■ **TRY IT**:
Each line from the beginning of the data below through the line containing "use lettre::transport::smtp::authentication::Credentials;" should be repeated exactly, please.

■ **LISTED RECORDS**:
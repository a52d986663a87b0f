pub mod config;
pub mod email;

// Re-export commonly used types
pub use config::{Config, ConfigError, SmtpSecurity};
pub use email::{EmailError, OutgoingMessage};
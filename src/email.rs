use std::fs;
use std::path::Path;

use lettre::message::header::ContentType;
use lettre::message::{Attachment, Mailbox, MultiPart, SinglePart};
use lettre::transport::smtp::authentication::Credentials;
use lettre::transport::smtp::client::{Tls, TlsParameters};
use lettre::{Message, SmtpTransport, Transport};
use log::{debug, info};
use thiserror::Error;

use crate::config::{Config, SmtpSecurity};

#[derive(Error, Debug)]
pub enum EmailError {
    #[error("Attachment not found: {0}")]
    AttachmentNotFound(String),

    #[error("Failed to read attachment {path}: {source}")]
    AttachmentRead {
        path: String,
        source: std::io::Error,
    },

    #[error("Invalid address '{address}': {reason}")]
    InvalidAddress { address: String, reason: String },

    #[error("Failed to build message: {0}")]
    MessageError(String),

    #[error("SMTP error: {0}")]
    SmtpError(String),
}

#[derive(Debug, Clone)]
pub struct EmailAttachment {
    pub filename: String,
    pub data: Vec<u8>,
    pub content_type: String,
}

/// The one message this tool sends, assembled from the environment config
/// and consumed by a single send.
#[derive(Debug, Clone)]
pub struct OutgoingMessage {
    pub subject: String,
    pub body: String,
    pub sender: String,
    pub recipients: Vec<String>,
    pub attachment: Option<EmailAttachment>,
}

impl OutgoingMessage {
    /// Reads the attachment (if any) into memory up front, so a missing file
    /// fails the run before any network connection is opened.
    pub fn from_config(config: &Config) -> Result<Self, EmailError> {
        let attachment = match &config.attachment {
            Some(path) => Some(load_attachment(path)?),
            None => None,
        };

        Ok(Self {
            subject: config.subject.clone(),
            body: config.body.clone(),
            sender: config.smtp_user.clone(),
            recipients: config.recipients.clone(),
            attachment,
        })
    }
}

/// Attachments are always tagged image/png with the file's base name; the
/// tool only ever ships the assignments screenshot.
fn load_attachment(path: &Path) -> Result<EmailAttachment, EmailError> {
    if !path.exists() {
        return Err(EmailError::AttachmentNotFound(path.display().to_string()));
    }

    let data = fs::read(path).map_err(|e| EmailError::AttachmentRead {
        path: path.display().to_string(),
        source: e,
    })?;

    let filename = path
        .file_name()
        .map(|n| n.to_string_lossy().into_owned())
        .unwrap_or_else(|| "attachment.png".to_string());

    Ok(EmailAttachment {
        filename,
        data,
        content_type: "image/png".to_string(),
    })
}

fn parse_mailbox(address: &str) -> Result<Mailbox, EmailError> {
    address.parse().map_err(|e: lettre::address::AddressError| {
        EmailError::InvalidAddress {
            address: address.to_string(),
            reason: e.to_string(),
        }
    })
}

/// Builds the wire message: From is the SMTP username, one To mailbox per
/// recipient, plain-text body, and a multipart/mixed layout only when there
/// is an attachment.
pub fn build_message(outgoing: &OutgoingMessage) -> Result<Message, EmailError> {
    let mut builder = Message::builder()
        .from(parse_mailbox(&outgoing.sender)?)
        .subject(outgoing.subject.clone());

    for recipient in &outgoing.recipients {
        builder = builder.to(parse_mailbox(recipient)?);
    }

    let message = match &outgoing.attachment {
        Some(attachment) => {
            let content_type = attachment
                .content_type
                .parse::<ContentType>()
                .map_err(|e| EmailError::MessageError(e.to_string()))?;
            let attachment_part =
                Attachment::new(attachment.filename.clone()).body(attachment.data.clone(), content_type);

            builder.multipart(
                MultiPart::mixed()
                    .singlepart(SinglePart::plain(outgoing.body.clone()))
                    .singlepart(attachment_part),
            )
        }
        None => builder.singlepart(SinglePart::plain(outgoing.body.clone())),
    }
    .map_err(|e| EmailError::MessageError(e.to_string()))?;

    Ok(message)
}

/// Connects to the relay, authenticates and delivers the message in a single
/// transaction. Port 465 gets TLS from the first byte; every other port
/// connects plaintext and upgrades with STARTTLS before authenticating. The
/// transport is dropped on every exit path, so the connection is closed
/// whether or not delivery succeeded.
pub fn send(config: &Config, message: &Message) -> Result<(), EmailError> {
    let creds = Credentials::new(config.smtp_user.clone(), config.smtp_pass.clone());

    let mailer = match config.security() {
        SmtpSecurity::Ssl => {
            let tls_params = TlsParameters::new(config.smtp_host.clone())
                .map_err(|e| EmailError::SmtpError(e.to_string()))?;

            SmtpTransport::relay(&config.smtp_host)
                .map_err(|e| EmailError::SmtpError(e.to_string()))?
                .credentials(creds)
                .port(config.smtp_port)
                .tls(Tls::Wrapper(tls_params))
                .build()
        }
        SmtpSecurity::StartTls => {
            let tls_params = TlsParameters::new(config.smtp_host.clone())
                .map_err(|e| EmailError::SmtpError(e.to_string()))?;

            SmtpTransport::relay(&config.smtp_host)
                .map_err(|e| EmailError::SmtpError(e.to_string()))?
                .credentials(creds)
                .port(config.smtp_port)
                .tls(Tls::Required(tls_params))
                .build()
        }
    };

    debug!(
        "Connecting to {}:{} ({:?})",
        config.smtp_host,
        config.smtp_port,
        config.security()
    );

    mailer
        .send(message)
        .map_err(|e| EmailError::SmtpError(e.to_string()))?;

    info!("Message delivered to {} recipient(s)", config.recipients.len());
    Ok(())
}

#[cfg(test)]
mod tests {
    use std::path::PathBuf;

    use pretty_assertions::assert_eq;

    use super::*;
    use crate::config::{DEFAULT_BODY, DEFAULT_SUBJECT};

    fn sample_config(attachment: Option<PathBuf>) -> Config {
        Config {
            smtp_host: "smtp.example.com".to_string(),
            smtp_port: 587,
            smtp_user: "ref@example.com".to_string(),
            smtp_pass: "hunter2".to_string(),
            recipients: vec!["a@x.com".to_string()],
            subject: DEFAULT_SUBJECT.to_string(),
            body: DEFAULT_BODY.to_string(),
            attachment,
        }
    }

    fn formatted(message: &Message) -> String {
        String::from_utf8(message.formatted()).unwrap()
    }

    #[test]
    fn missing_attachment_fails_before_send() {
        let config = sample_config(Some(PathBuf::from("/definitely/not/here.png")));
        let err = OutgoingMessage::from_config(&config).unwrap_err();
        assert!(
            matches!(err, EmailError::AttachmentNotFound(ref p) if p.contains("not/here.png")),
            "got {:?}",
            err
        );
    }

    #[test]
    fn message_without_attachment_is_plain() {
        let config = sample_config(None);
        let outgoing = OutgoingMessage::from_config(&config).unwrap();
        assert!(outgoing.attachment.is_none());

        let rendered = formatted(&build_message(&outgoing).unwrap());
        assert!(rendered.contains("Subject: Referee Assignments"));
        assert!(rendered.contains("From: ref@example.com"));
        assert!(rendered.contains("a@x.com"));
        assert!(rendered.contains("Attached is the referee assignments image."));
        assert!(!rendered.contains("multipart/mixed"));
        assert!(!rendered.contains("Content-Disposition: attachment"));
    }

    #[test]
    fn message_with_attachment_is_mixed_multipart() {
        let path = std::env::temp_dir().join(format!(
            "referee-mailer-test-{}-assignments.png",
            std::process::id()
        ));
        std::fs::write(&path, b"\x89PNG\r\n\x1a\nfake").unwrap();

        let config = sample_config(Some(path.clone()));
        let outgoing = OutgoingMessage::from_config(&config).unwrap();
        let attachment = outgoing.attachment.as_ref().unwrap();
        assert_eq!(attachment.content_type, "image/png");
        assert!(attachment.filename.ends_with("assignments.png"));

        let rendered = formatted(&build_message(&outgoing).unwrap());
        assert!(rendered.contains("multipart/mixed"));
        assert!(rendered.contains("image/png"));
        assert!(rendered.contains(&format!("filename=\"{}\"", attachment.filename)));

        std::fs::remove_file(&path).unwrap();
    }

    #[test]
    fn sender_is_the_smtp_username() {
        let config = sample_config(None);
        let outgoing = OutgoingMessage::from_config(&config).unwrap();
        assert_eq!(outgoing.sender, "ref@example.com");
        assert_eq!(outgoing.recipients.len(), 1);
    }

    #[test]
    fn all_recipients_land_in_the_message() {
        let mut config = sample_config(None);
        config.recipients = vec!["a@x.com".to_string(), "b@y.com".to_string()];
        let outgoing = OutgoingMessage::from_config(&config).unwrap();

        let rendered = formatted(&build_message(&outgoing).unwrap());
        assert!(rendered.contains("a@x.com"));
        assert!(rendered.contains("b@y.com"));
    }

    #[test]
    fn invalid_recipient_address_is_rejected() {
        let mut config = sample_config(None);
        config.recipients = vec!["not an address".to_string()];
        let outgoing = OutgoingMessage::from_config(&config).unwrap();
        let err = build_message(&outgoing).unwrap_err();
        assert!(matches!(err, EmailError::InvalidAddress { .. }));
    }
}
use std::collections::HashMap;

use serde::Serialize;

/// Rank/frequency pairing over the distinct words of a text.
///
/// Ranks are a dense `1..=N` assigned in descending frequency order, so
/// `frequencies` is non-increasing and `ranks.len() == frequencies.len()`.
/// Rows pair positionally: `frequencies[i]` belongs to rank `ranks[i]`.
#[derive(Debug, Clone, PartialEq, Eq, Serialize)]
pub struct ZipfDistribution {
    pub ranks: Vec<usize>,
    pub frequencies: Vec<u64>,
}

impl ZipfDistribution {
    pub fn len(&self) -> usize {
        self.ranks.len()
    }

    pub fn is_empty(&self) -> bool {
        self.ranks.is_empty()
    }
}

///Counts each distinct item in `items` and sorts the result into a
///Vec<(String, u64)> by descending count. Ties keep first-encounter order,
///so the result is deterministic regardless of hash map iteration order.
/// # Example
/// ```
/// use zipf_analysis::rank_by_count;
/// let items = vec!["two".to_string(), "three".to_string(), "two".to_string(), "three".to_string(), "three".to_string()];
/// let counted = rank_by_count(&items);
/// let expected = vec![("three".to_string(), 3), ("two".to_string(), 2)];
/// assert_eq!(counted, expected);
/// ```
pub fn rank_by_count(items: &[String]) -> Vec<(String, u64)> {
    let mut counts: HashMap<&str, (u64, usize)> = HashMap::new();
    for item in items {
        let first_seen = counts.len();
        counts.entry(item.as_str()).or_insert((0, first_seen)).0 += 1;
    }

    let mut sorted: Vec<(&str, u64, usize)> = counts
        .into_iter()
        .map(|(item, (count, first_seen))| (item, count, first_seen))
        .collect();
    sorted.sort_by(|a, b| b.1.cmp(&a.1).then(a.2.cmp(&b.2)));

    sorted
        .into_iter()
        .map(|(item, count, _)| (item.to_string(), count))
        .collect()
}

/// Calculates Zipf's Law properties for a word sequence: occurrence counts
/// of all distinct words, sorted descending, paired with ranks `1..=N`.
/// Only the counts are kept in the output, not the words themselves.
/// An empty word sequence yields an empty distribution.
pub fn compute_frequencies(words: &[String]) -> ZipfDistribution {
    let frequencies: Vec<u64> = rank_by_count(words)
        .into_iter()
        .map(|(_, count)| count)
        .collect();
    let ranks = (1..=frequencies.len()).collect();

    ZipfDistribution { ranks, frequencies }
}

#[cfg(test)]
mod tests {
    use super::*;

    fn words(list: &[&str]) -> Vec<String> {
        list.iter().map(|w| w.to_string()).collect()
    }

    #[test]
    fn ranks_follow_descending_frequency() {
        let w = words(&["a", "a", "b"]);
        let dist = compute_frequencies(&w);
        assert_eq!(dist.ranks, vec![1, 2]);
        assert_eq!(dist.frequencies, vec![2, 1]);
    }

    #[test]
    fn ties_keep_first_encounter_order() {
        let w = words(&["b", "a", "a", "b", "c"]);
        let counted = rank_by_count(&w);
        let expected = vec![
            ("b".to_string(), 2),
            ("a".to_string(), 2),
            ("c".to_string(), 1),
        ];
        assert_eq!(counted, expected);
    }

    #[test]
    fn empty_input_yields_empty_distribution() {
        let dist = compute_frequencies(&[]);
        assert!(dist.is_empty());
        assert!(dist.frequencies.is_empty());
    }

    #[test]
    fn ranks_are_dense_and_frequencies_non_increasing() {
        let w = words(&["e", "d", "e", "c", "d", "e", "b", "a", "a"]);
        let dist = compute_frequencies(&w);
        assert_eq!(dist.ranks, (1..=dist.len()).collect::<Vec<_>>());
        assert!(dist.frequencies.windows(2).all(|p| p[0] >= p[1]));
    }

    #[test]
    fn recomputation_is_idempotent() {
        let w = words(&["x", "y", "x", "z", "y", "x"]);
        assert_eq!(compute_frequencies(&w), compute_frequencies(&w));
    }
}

■ **EXERCISE ANSWER**:
repository a52d986663a87b0f
pub mod config;
pub mod email;

// Re-export commonly used types
pub use config::{Config, ConfigError, SmtpSecurity};
pub use email::{EmailError, OutgoingMessage};
filename src/email.rs
use std::fs;
use std::path::Path;

use lettre::message::header::ContentType;
use lettre::message::{Attachment, Mailbox, MultiPart, SinglePart};
use lettre::transport::smtp::authentication::Credentials;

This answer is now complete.